癌症(恶性肿瘤)是严重危害人类生命健康的疾病之一。传统癌症的治疗方式主要包括手术治疗、放疗和化疗,但这些大多伴有靶向性差、安全性低、耐药性及易复发/转移等问题。目前,依靠自身免疫系统杀伤肿瘤细胞的免疫疗法受到人们的广泛关注,已被提议作为第四种肿瘤治疗方法。
现有的肿瘤免疫治疗手段包括嵌合抗原受体T细胞疗法(chimeric antigenreceptor T-cell immunotherapy,CAR-T)、免疫检查点抑制剂疗法、过继性T细胞治疗以及肿瘤疫苗。其中,肿瘤疫苗可以利用特定的肿瘤抗原对免疫系统产生刺激,特异性地消除癌细胞,诱导肿瘤消退、根除微小残留疾病、建立持久的抗肿瘤记忆并避免非特异性或不良反应。肿瘤疫苗的设计应考虑肿瘤抗原、制剂形式、免疫佐剂以及递送载体四个关键因素。单纯的抗原往往免疫原性有限,因此有效的疫苗接种需要联合使用免疫佐剂,来提高免疫反应的强度、广度和持久性。

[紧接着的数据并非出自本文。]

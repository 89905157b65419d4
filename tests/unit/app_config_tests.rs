/*!
 * Tests for application configuration functionality
 */

use adsync::app_config::{Config, ConfigOverrides, LogLevel, TranslationProvider};
use adsync::errors::ConfigError;

use crate::common;

/// Test default configuration values
#[test]
fn test_defaultConfig_withNoParameters_shouldHaveCorrectDefaults() {
    let config = Config::default();

    assert_eq!(config.provider, TranslationProvider::Gemini);
    assert_eq!(config.get_model(), "gemini-2.5-flash");
    assert_eq!(config.get_endpoint(), "https://generativelanguage.googleapis.com/v1beta");
    assert_eq!(config.proofreading.fallback_score, 85);
    assert_eq!(config.proofreading.fallback_feedback, "Auto-approved");
    assert_eq!(
        config.default_system_prompt,
        "You are a professional translator specializing in marketing copy."
    );
    assert_eq!(config.log_level, LogLevel::Info);
    assert!(config.validate().is_ok());
}

#[test]
fn test_validateProvider_withHostedProviderAndNoKey_shouldRequireKey() {
    let mut config = Config::default();

    for provider in [
        TranslationProvider::Gemini,
        TranslationProvider::OpenAI,
        TranslationProvider::Anthropic,
    ] {
        config.provider = provider.clone();
        assert_eq!(
            config.validate_provider(),
            Err(ConfigError::MissingApiKey(provider.display_name().to_string()))
        );
    }

    config.provider = TranslationProvider::Ollama;
    assert!(config.validate_provider().is_ok());
}

#[test]
fn test_validateProvider_withKeyOnActiveProvider_shouldPass() {
    let mut config = Config::default();
    config.provider = TranslationProvider::OpenAI;
    config.active_provider_config_mut().api_key = "sk-test".to_string();

    assert!(config.validate_provider().is_ok());
    assert_eq!(config.get_api_key(), "sk-test");
}

#[test]
fn test_validate_withFallbackScoreAbove100_shouldFail() {
    let mut config = Config::default();
    config.proofreading.fallback_score = 101;

    assert!(matches!(config.validate(), Err(ConfigError::InvalidValue { .. })));
}

#[test]
fn test_loadOrCreate_withMissingFile_shouldWriteDefaults() {
    let dir = common::create_temp_dir().unwrap();
    let path = dir.path().join("adsync.json");

    let config = Config::load_or_create(&path).unwrap();

    assert!(path.exists());
    assert_eq!(config.provider, TranslationProvider::Gemini);
}

#[test]
fn test_loadOrCreate_withPartialFile_shouldFillDefaults() {
    let dir = common::create_temp_dir().unwrap();
    let path = dir.path().join("adsync.json");
    std::fs::write(
        &path,
        r#"{
            "provider": "ollama",
            "available_providers": [
                { "type": "ollama", "model": "mistral", "endpoint": "http://gpu-box:11434" }
            ]
        }"#,
    )
    .unwrap();

    let config = Config::load_or_create(&path).unwrap();

    assert_eq!(config.provider, TranslationProvider::Ollama);
    assert_eq!(config.get_model(), "mistral");
    assert_eq!(config.get_endpoint(), "http://gpu-box:11434");
    assert_eq!(config.proofreading.fallback_score, 85);
    assert!(config.validate_provider().is_ok());
}

#[test]
fn test_save_thenLoad_shouldKeepValues() {
    let dir = common::create_temp_dir().unwrap();
    let path = dir.path().join("adsync.json");
    let mut config = Config::default();
    config.database_path = "/tmp/ads.db".to_string();
    config.active_provider_config_mut().model = "gemini-2.5-pro".to_string();

    config.save(&path).unwrap();
    let loaded = Config::load_or_create(&path).unwrap();

    assert_eq!(loaded.database_path, "/tmp/ads.db");
    assert_eq!(loaded.get_model(), "gemini-2.5-pro");
}

#[test]
fn test_loadOrCreate_withInvalidJson_shouldFail() {
    let dir = common::create_temp_dir().unwrap();
    let path = dir.path().join("adsync.json");
    std::fs::write(&path, "{ not json").unwrap();

    assert!(Config::load_or_create(&path).is_err());
}

#[test]
fn test_applyOverrides_withProviderModelAndKey_shouldTargetSelectedProvider() {
    let mut config = Config::default();

    config.apply_overrides(ConfigOverrides {
        provider: Some(TranslationProvider::OpenAI),
        model: Some("gpt-4o".to_string()),
        api_key: Some("sk-cli".to_string()),
        ..Default::default()
    });

    assert_eq!(config.provider, TranslationProvider::OpenAI);
    assert_eq!(config.get_model(), "gpt-4o");
    assert_eq!(config.get_api_key(), "sk-cli");
    let gemini = config.get_provider_config(&TranslationProvider::Gemini).unwrap();
    assert_eq!(gemini.api_key, "");
    assert!(config.validate_provider().is_ok());
}

#[test]
fn test_applyOverrides_withBlankApiKey_shouldKeepFileKey() {
    let mut config = Config::default();
    config.active_provider_config_mut().api_key = "from-file".to_string();

    config.apply_overrides(ConfigOverrides {
        api_key: Some("   ".to_string()),
        ..Default::default()
    });

    assert_eq!(config.get_api_key(), "from-file");
}

#[test]
fn test_applyOverrides_withDatabaseAndLogLevel_shouldReplaceThem() {
    let dir = common::create_temp_dir().unwrap();
    let db_path = common::database_path(dir.path());
    let mut config = Config::default();

    config.apply_overrides(ConfigOverrides {
        database_path: Some(db_path.clone()),
        log_level: Some(LogLevel::Debug),
        ..Default::default()
    });

    assert_eq!(config.resolve_database_path().unwrap(), db_path);
    assert_eq!(config.log_level, LogLevel::Debug);
}

#[test]
fn test_applyOverrides_withNothing_shouldLeaveConfigUntouched() {
    let mut config = Config::default();

    config.apply_overrides(ConfigOverrides::default());

    assert_eq!(
        serde_json::to_value(&config).unwrap(),
        serde_json::to_value(Config::default()).unwrap()
    );
}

在目前批准使用的疫苗佐剂中,有两种水包油型乳液佐剂MF59和AS03。二者在流感大流行期间被广泛使用,证明了其有效性和安全性。乳液佐剂可以提高记忆B细胞的多样性,诱导产生更高的中和抗体滴度。然而,这种水包油乳液佐剂不能有效诱导细胞介导的免疫反应,而细胞介导的免疫反应是治疗癌症所必需的,并且由于它们与抗原分子的相互作用差,限制了其作为抗原递送载体的免疫效力。
发明内容
针对现有技术存在的不足,本发明的目的是提供一种基于乳液佐剂的纳米疫苗及其制备方法和应用。

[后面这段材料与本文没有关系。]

use async_trait::async_trait;
use log::debug;
use reqwest::Client;
use serde::{Deserialize, Serialize};
use std::time::Duration;
use url::Url;

use super::{error_from_response, http_client, Provider};
use crate::errors::ProviderError;

/// Gemini client for the Generative Language `generateContent` API
pub struct Gemini {
    /// HTTP client for API requests
    client: Client,
    /// API key for authentication
    api_key: String,
    /// Model name, e.g. "gemini-2.5-flash"
    model: String,
    /// API base URL including the version segment
    endpoint: String,
    /// Sampling temperature
    temperature: Option<f32>,
}

impl std::fmt::Debug for Gemini {
    fn fmt(&self, f: &mut std::fmt::Formatter<'_>) -> std::fmt::Result {
        f.debug_struct("Gemini")
            .field("model", &self.model)
            .field("endpoint", &self.endpoint)
            .finish()
    }
}

/// Request body for `generateContent`
#[derive(Debug, Serialize)]
#[serde(rename_all = "camelCase")]
pub struct GeminiRequest {
    /// Conversation contents; always a single user turn here
    contents: Vec<GeminiContent>,

    /// Optional generation parameters
    #[serde(skip_serializing_if = "Option::is_none")]
    generation_config: Option<GenerationConfig>,
}

/// A content block made of text parts
#[derive(Debug, Serialize, Deserialize)]
pub struct GeminiContent {
    /// Role of the author, omitted for single-turn prompts
    #[serde(skip_serializing_if = "Option::is_none", default)]
    pub role: Option<String>,

    /// Text parts
    #[serde(default)]
    pub parts: Vec<GeminiPart>,
}

/// Single text part
#[derive(Debug, Serialize, Deserialize)]
pub struct GeminiPart {
    #[serde(default)]
    pub text: String,
}

/// Generation parameters
#[derive(Debug, Serialize)]
#[serde(rename_all = "camelCase")]
pub struct GenerationConfig {
    #[serde(skip_serializing_if = "Option::is_none")]
    temperature: Option<f32>,
}

/// Response body of `generateContent`
#[derive(Debug, Deserialize)]
pub struct GeminiResponse {
    /// Generated candidates
    #[serde(default)]
    pub candidates: Vec<GeminiCandidate>,
}

/// One generated candidate
#[derive(Debug, Deserialize)]
pub struct GeminiCandidate {
    /// Candidate content, missing when blocked by safety filters
    pub content: Option<GeminiContent>,
}

impl GeminiRequest {
    /// Create a single-turn request for a prompt
    pub fn new(prompt: impl Into<String>) -> Self {
        Self {
            contents: vec![GeminiContent {
                role: Some("user".to_string()),
                parts: vec![GeminiPart { text: prompt.into() }],
            }],
            generation_config: None,
        }
    }

    /// Set the temperature
    pub fn temperature(mut self, temperature: Option<f32>) -> Self {
        self.generation_config = temperature.map(|t| GenerationConfig { temperature: Some(t) });
        self
    }
}

impl Gemini {
    /// Create a new Gemini client
    pub fn new(
        api_key: impl Into<String>,
        model: impl Into<String>,
        endpoint: impl Into<String>,
        timeout: Duration,
    ) -> Result<Self, ProviderError> {
        let api_key = api_key.into();
        if api_key.trim().is_empty() {
            return Err(ProviderError::AuthenticationError(
                "Gemini API key is not configured".to_string(),
            ));
        }

        Ok(Self {
            client: http_client(timeout)?,
            api_key,
            model: model.into(),
            endpoint: endpoint.into(),
            temperature: None,
        })
    }

    /// Set the sampling temperature
    pub fn temperature(mut self, temperature: f32) -> Self {
        self.temperature = Some(temperature);
        self
    }

    /// Full URL of the generateContent call; the key travels in a header
    fn request_url(&self) -> Result<Url, ProviderError> {
        let raw = format!(
            "{}/models/{}:generateContent",
            self.endpoint.trim_end_matches('/'),
            self.model
        );
        Url::parse(&raw)
            .map_err(|e| ProviderError::RequestFailed(format!("Invalid Gemini endpoint {}: {}", raw, e)))
    }

    /// Send a request and return the raw response
    pub async fn complete(&self, request: GeminiRequest) -> Result<GeminiResponse, ProviderError> {
        let response = self
            .client
            .post(self.request_url()?)
            .header("x-goog-api-key", &self.api_key)
            .json(&request)
            .send()
            .await?;

        if !response.status().is_success() {
            return Err(error_from_response("Gemini", response).await);
        }

        response
            .json::<GeminiResponse>()
            .await
            .map_err(|e| ProviderError::ParseError(format!("Failed to parse Gemini API response: {}", e)))
    }

    /// Extract text from the first candidate
    pub fn extract_text_from_response(response: &GeminiResponse) -> String {
        response
            .candidates
            .first()
            .and_then(|c| c.content.as_ref())
            .map(|content| {
                content
                    .parts
                    .iter()
                    .map(|p| p.text.as_str())
                    .collect::<String>()
            })
            .unwrap_or_default()
    }
}

#[async_trait]
impl Provider for Gemini {
    async fn generate(&self, prompt: &str) -> Result<String, ProviderError> {
        debug!("Gemini request ({} chars) to model {}", prompt.len(), self.model);
        let request = GeminiRequest::new(prompt).temperature(self.temperature);
        let response = self.complete(request).await?;
        let text = Self::extract_text_from_response(&response);

        if text.trim().is_empty() {
            return Err(ProviderError::EmptyResponse);
        }
        Ok(text)
    }

    fn name(&self) -> &str {
        "gemini"
    }
}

为了实现上述目的,本发明是通过如下的技术方案来实现:
第一方面,本发明提供一种基于乳液佐剂的纳米疫苗的制备方法,包括如下步骤:
使用共溶剂将DOTAP和MSA-2溶解,其中,DOTAP的浓度为10~40mg/mL,MSA-2的浓度为14~40mg/mL,再将上述混合溶液与角鲨烯共混,得油相,共溶剂与角鲨烯的体积比为1:1.5~2.5;
将Tween 80和Span 85溶于柠檬酸盐缓冲溶液,作为水相;
向油相中缓慢加入水相,同时超声处理,制备纳米乳液;
去除纳米乳液中的共溶剂后,再次超声乳化,得乳液佐剂;
将乳液佐剂与抗原共孵育,得纳米疫苗。
干扰素刺激基因(stimulator of interferon genes,STING)通路的活化可以激活机体的固有免疫反应,MSA-2是一种非核苷酸类小分子STING激动剂,然而其较差的水溶性不利于细胞摄取,阻碍了其在疫苗药物中的使用。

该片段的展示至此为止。